Among the entries below, one stretch runs from the line that contains "repository faab902e05d0bc16" through the line that contains "the first initializer.". Repeat that stretch exactly, ends included, and only that.

### GIVEN ENTRIES

----------

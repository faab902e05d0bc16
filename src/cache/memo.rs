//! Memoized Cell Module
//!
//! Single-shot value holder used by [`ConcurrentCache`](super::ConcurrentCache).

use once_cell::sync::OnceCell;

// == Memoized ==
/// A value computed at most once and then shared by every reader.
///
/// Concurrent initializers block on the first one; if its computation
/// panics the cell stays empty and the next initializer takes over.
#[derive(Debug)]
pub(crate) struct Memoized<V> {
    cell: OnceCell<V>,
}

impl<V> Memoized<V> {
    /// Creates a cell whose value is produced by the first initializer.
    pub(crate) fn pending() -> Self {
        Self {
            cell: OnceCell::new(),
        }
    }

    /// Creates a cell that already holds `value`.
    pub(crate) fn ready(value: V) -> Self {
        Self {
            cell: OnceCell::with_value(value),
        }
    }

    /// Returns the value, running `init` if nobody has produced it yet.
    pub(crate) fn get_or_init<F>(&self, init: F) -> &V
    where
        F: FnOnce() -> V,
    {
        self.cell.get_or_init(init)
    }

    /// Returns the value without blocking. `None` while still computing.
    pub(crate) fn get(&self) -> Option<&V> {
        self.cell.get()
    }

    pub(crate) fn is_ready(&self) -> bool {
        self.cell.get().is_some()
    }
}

----------

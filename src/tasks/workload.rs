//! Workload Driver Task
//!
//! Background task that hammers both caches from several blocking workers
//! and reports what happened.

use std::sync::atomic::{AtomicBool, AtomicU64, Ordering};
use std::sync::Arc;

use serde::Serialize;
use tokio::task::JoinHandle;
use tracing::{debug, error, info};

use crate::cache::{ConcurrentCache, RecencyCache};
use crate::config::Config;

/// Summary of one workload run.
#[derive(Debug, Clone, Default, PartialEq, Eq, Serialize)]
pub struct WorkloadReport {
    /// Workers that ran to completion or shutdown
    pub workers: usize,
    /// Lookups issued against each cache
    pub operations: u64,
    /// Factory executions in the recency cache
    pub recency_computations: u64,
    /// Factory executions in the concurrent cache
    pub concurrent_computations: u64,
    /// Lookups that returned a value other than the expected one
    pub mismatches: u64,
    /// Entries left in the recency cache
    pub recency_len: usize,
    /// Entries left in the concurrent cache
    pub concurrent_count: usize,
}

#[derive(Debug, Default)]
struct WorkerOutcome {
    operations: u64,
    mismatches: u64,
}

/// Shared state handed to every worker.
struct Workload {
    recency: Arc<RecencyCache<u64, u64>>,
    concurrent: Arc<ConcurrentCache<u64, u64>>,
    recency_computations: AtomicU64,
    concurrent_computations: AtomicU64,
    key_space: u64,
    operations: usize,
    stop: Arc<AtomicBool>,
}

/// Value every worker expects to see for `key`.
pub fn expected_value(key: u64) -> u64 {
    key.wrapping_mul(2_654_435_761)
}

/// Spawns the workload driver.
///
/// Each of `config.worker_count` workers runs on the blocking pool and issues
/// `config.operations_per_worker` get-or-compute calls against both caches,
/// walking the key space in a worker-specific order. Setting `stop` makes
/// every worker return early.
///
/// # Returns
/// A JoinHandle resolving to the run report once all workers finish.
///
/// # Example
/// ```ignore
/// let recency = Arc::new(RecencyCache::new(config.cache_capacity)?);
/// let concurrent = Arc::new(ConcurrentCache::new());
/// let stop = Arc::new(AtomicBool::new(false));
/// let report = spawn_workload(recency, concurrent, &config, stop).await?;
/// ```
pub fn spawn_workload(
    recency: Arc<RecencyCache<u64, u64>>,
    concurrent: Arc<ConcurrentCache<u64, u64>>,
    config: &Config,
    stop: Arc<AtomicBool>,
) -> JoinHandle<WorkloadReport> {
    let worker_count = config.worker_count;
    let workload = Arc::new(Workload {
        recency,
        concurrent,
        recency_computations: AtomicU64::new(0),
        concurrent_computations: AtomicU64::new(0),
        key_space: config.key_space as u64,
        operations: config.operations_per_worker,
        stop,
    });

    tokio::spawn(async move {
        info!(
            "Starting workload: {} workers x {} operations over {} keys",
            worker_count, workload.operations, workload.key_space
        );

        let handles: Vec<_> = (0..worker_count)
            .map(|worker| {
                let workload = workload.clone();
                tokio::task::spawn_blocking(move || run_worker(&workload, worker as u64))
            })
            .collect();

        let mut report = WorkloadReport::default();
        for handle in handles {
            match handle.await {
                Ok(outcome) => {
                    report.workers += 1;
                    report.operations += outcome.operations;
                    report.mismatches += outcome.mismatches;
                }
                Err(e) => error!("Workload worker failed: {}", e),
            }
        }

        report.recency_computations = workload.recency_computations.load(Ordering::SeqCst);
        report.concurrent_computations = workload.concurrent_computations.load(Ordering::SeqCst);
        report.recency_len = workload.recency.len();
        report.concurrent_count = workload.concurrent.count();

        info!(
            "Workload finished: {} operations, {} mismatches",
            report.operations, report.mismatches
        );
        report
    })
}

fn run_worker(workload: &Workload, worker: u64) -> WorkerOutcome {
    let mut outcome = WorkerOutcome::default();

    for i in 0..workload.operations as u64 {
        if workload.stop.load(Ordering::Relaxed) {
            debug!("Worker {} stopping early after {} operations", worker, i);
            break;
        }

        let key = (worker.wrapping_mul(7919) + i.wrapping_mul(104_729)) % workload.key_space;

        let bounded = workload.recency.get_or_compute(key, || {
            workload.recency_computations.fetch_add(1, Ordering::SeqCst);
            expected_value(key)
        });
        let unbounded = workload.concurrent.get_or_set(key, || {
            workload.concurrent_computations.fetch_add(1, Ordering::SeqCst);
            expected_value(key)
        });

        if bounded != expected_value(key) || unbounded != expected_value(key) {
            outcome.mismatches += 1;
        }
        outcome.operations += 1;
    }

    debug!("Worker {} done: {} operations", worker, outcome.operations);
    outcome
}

----------

### ANSWER FOR THIS EXERCISE
repository faab902e05d0bc16
filename src/cache/memo.rs
//! Memoized Cell Module
//!
//! Single-shot value holder used by [`ConcurrentCache`](super::ConcurrentCache).

use once_cell::sync::OnceCell;

// == Memoized ==
/// A value computed at most once and then shared by every reader.
///
/// Concurrent initializers block on the first one; if its computation
/// panics the cell stays empty and the next initializer takes over.
#[derive(Debug)]
pub(crate) struct Memoized<V> {
    cell: OnceCell<V>,
}

impl<V> Memoized<V> {
    /// Creates a cell whose value is produced by the first initializer.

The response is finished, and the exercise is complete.